◆ **DIRECTIONS FOR THIS TASK**
Pick out every line of the entries below where "RedisStore" occurs, and copy those lines.

◆ **DATA IN THIS EXERCISE**

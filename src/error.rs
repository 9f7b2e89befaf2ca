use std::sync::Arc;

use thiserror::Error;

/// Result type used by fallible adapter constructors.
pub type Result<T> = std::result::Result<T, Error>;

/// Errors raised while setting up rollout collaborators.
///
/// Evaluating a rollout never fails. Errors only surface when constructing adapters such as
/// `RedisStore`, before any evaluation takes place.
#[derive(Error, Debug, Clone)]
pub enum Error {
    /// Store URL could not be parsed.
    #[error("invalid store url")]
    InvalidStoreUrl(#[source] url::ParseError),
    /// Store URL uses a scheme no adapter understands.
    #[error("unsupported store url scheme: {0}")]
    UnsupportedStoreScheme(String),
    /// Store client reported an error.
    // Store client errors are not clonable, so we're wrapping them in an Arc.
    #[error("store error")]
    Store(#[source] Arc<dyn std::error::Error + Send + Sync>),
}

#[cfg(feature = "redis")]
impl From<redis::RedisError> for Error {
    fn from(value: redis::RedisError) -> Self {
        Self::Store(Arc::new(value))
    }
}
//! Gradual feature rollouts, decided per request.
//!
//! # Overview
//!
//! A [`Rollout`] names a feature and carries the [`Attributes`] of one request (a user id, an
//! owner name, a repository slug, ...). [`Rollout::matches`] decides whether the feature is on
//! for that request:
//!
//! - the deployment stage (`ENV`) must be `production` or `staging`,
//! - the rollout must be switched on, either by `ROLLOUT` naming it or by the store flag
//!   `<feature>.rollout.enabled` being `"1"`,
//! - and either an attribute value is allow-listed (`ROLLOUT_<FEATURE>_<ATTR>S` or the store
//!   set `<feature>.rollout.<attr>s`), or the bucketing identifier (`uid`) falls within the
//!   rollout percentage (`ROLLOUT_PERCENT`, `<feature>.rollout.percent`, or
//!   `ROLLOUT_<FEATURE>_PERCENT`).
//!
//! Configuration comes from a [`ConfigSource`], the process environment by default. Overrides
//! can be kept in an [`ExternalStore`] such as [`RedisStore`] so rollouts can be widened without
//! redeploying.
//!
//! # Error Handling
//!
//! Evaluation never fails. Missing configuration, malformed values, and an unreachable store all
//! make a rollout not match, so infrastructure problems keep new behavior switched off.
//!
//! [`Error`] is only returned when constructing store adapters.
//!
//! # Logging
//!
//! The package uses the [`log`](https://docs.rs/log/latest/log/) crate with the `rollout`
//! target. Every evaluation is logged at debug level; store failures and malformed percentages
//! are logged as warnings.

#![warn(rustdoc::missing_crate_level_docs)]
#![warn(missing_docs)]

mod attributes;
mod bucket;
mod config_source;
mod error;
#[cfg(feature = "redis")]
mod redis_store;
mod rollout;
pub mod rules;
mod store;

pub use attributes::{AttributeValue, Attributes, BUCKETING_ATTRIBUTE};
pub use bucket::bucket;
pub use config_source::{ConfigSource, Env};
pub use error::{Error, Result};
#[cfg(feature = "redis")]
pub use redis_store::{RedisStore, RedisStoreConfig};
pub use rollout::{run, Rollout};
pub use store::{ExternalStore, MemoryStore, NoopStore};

◆ **EXERCISE OUTPUT**
/// `RedisStore`, before any evaluation takes place.
//! can be kept in an [`ExternalStore`] such as [`RedisStore`] so rollouts can be widened without
pub use redis_store::{RedisStore, RedisStoreConfig};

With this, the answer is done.